* [Task]
Please reproduce the entries below exactly, starting at the first line and ending with the line that holds "turned into coordinates.".

(Stored items)
========

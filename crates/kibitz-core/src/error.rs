//! Error types for move decoding, move rejection and position parsing.

use crate::piece::Piece;
use crate::square::Square;

/// A move token that cannot be turned into coordinates.
#[derive(Debug, Clone, PartialEq, Eq, thiserror::Error)]
pub enum DecodeError {
    /// The token is empty.
    #[error("empty move token")]
    Empty,
    /// The token is not 4 or 5 characters long.
    #[error("move token has {len} characters, expected 4 or 5")]
    WrongLength {
        /// Number of characters found.
        len: usize,
    },
    /// A file character outside `a..h`.
    #[error("invalid file character: '{character}'")]
    InvalidFile {
        /// The offending character.
        character: char,
    },
    /// A rank character outside `1..8`.
    #[error("invalid rank character: '{character}'")]
    InvalidRank {
        /// The offending character.
        character: char,
    },
    /// A promotion letter other than `q`, `r`, `b` or `n`.
    #[error("invalid promotion character: '{character}'")]
    InvalidPromotion {
        /// The offending character.
        character: char,
    },
}

/// Why a submitted move was not applied.
///
/// Rejections never escape [`GameState::apply_move`](crate::GameState::apply_move);
/// they exist so the reason can be logged.
#[derive(Debug, Clone, PartialEq, Eq, thiserror::Error)]
pub enum MoveRejection {
    /// The token was empty.
    #[error("empty move token")]
    EmptyToken,
    /// The token could not be decoded.
    #[error("undecodable move token: {0}")]
    Decode(#[from] DecodeError),
    /// The token was a "no move available" sentinel.
    #[error("no-move sentinel is not a move")]
    NoMoveToken,
    /// Nothing stands on the source square.
    #[error("no piece on {square}")]
    EmptySource {
        /// The empty source square.
        square: Square,
    },
    /// The piece's movement pattern does not reach the destination.
    #[error("{piece} cannot move from {from} to {to}")]
    IllegalGeometry {
        /// The piece that was asked to move.
        piece: Piece,
        /// Source square.
        from: Square,
        /// Destination square.
        to: Square,
    },
}

/// Errors that occur when parsing a FEN string.
#[derive(Debug, Clone, PartialEq, Eq, thiserror::Error)]
pub enum FenError {
    /// The FEN string does not have exactly 6 space-separated fields.
    #[error("expected 6 FEN fields, found {found}")]
    WrongFieldCount {
        /// Number of fields found.
        found: usize,
    },
    /// The piece placement section does not have exactly 8 ranks.
    #[error("expected 8 ranks in piece placement, found {found}")]
    WrongRankCount {
        /// Number of ranks found.
        found: usize,
    },
    /// A rank in the piece placement describes more or fewer than 8 squares.
    #[error("rank {rank_index} describes {length} squares, expected 8")]
    BadRankLength {
        /// Zero-based rank index (0 = rank 8 in FEN, 7 = rank 1).
        rank_index: usize,
        /// Number of squares described.
        length: usize,
    },
    /// An unrecognized character appeared in the piece placement.
    #[error("invalid piece character: '{character}'")]
    InvalidPieceChar {
        /// The invalid character.
        character: char,
    },
    /// The active color field is not "w" or "b".
    #[error("invalid active color: \"{found}\"")]
    InvalidColor {
        /// The invalid color string.
        found: String,
    },
    /// An unrecognized character appeared in the castling rights field.
    #[error("invalid castling character: '{character}'")]
    InvalidCastlingChar {
        /// The invalid character.
        character: char,
    },
    /// The en passant field is not "-" or a valid algebraic square.
    #[error("invalid en passant square: \"{found}\"")]
    InvalidEnPassant {
        /// The invalid en passant string.
        found: String,
    },
    /// A move counter is not a valid non-negative number.
    #[error("invalid {field}: \"{found}\"")]
    InvalidMoveCounter {
        /// The field name ("halfmove clock" or "fullmove number").
        field: &'static str,
        /// The invalid string.
        found: String,
    },
    /// The parsed placement fails structural validation.
    #[error("invalid board: {source}")]
    InvalidBoard {
        /// The underlying board validation error.
        #[from]
        source: BoardError,
    },
}

/// Errors from structural validation of a [`Board`](crate::board::Board).
#[derive(Debug, Clone, PartialEq, Eq, thiserror::Error)]
pub enum BoardError {
    /// A side does not have exactly one king.
    #[error("expected 1 king for {color}, found {count}")]
    InvalidKingCount {
        /// Which side has the wrong king count.
        color: &'static str,
        /// Number of kings found.
        count: usize,
    },
}
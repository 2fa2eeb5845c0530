//! Single-flight refresh of an [`EntityStore`].
//!
//! Each store owns one [`FetchCoordinator`], a two-state machine:
//!
//! - `Idle`: no fetch in flight.
//! - `Fetching`: a leader is talking to the backend. The state carries the
//!   receiving half of the leader's outcome channel, so late callers wait for
//!   the same result instead of starting a second request.
//!
//! The state lives in a [`watch::Sender`], so the check-and-set in
//! [`FetchCoordinator::begin`] is a single `send_if_modified` call. The leader
//! holds a [`FlightGuard`] that always puts the machine back to `Idle` and
//! publishes an outcome, including when the leader future is dropped mid-fetch.
use api_types::{Identified, Validate};
use tokio::sync::watch;
use tracing::{debug, info, warn};

use crate::{
    backend::Backend,
    error::BackendError,
    store::{EntityStore, RefreshOptions},
};

#[derive(Clone, Debug)]
enum Flight {
    Idle,
    Fetching {
        outcome: watch::Receiver<Option<bool>>,
        show_loading: bool,
    },
}

#[derive(Debug)]
pub(crate) struct FetchCoordinator {
    flight: watch::Sender<Flight>,
}

pub(crate) enum Ticket<'a> {
    Leader(FlightGuard<'a>),
    Follower(watch::Receiver<Option<bool>>),
}

impl FetchCoordinator {
    pub(crate) fn new() -> Self {
        let (flight, _) = watch::channel(Flight::Idle);
        Self { flight }
    }

    pub(crate) fn begin(&self, show_loading: bool) -> Ticket<'_> {
        let (outcome_tx, outcome_rx) = watch::channel(None);
        let mut joined = None;
        self.flight.send_if_modified(|state| match state {
            Flight::Fetching { outcome, .. } => {
                joined = Some(outcome.clone());
                false
            }
            Flight::Idle => {
                *state = Flight::Fetching {
                    outcome: outcome_rx,
                    show_loading,
                };
                true
            }
        });

        match joined {
            Some(outcome) => Ticket::Follower(outcome),
            None => Ticket::Leader(FlightGuard {
                flight: &self.flight,
                outcome: outcome_tx,
                settled: None,
            }),
        }
    }

    #[cfg(test)]
    fn is_fetching(&self) -> bool {
        matches!(*self.flight.borrow(), Flight::Fetching { .. })
    }

    pub(crate) fn is_loading(&self) -> bool {
        matches!(
            *self.flight.borrow(),
            Flight::Fetching {
                show_loading: true,
                ..
            }
        )
    }
}

/// Waits for the leader of the current flight to publish its outcome.
pub(crate) async fn join(mut outcome: watch::Receiver<Option<bool>>) -> bool {
    match outcome.wait_for(Option::is_some).await {
        Ok(settled) => {
            let value = *settled;
            value.unwrap_or(false)
        }
        Err(_) => false,
    }
}

pub(crate) struct FlightGuard<'a> {
    flight: &'a watch::Sender<Flight>,
    outcome: watch::Sender<Option<bool>>,
    settled: Option<bool>,
}

impl FlightGuard<'_> {
    pub(crate) fn settle(mut self, ok: bool) -> bool {
        self.settled = Some(ok);
        ok
    }
}

impl Drop for FlightGuard<'_> {
    fn drop(&mut self) {
        // Dropped without settling: the leader was cancelled.
        let ok = self.settled.unwrap_or(true);
        self.flight.send_replace(Flight::Idle);
        self.outcome.send_replace(Some(ok));
    }
}

impl<T, B> EntityStore<T, B>
where
    T: Identified + Validate + Clone + Send + Sync,
    B: Backend<T>,
{
    /// Refreshes the cache unless it is already fresh for the current owner.
    ///
    /// Resolves `true` on success, cache hit or cancellation, `false` when
    /// nobody is signed in, on error, or when the result was discarded because
    /// the owner changed (or the store was reset) during the fetch.
    pub async fn refresh(&self, show_loading: bool) -> bool {
        self.refresh_with(RefreshOptions {
            show_loading,
            force: false,
        })
        .await
    }

    pub async fn refresh_with(&self, options: RefreshOptions) -> bool {
        let entity = self.kind().as_str();
        let Some(owner) = self.current_owner() else {
            debug!(entity, "refresh skipped, nobody signed in");
            return false;
        };

        if !options.force && self.state.lock().await.cache.is_fresh_for(&owner) {
            debug!(entity, "cache hit");
            return true;
        }

        let guard = match self.coordinator.begin(options.show_loading) {
            Ticket::Follower(outcome) => {
                debug!(entity, "joining in-flight fetch");
                return join(outcome).await;
            }
            Ticket::Leader(guard) => guard,
        };

        let epoch = {
            let state = self.state.lock().await;
            // A previous leader may have landed between the check and `begin`.
            if !options.force && state.cache.is_fresh_for(&owner) {
                return guard.settle(true);
            }
            state.cache.epoch()
        };

        let result = self.backend.fetch_all().await.and_then(validate_all);

        let mut state = self.state.lock().await;
        let ok = match result {
            Ok(data) => {
                if state.cache.epoch() != epoch || self.current_owner() != Some(owner) {
                    debug!(entity, "discarding fetch for a stale session");
                    false
                } else {
                    info!(entity, count = data.len(), "fetched");
                    state.cache.set_fetched(data, owner);
                    state.error = None;
                    true
                }
            }
            Err(err) => match err.into_store_error() {
                Some(err) => {
                    warn!(entity, %err, "fetch failed, keeping cached data");
                    state.error = Some(err);
                    false
                }
                None => {
                    debug!(entity, "fetch cancelled");
                    true
                }
            },
        };
        drop(state);
        guard.settle(ok)
    }
}

/// Accepts the payload only if every entity validates.
fn validate_all<T: Validate>(data: Vec<T>) -> Result<Vec<T>, BackendError> {
    for item in &data {
        item.validate()
            .map_err(|err| BackendError::Validation(err.to_string()))?;
    }
    Ok(data)
}

#[cfg(test)]
mod tests {
    use super::*;

    #[tokio::test]
    async fn second_caller_joins_first_flight() {
        let coordinator = FetchCoordinator::new();
        let Ticket::Leader(guard) = coordinator.begin(true) else {
            panic!("first caller must lead");
        };
        assert!(coordinator.is_loading());

        let Ticket::Follower(outcome) = coordinator.begin(false) else {
            panic!("second caller must follow");
        };

        assert!(!guard.settle(false));
        assert!(!join(outcome).await);
        assert!(!coordinator.is_fetching());
    }

    #[tokio::test]
    async fn dropped_leader_releases_guard_as_cancelled() {
        let coordinator = FetchCoordinator::new();
        let Ticket::Leader(guard) = coordinator.begin(false) else {
            panic!("first caller must lead");
        };
        assert!(coordinator.is_fetching());
        assert!(!coordinator.is_loading());
        let Ticket::Follower(outcome) = coordinator.begin(false) else {
            panic!("second caller must follow");
        };

        drop(guard);

        assert!(join(outcome).await);
        assert!(matches!(coordinator.begin(false), Ticket::Leader(_)));
    }
}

========

* [The answer]
filename crates/kibitz-core/src/error.rs
//! Error types for move decoding, move rejection and position parsing.

use crate::piece::Piece;
use crate::square::Square;

/// A move token that cannot be turned into coordinates.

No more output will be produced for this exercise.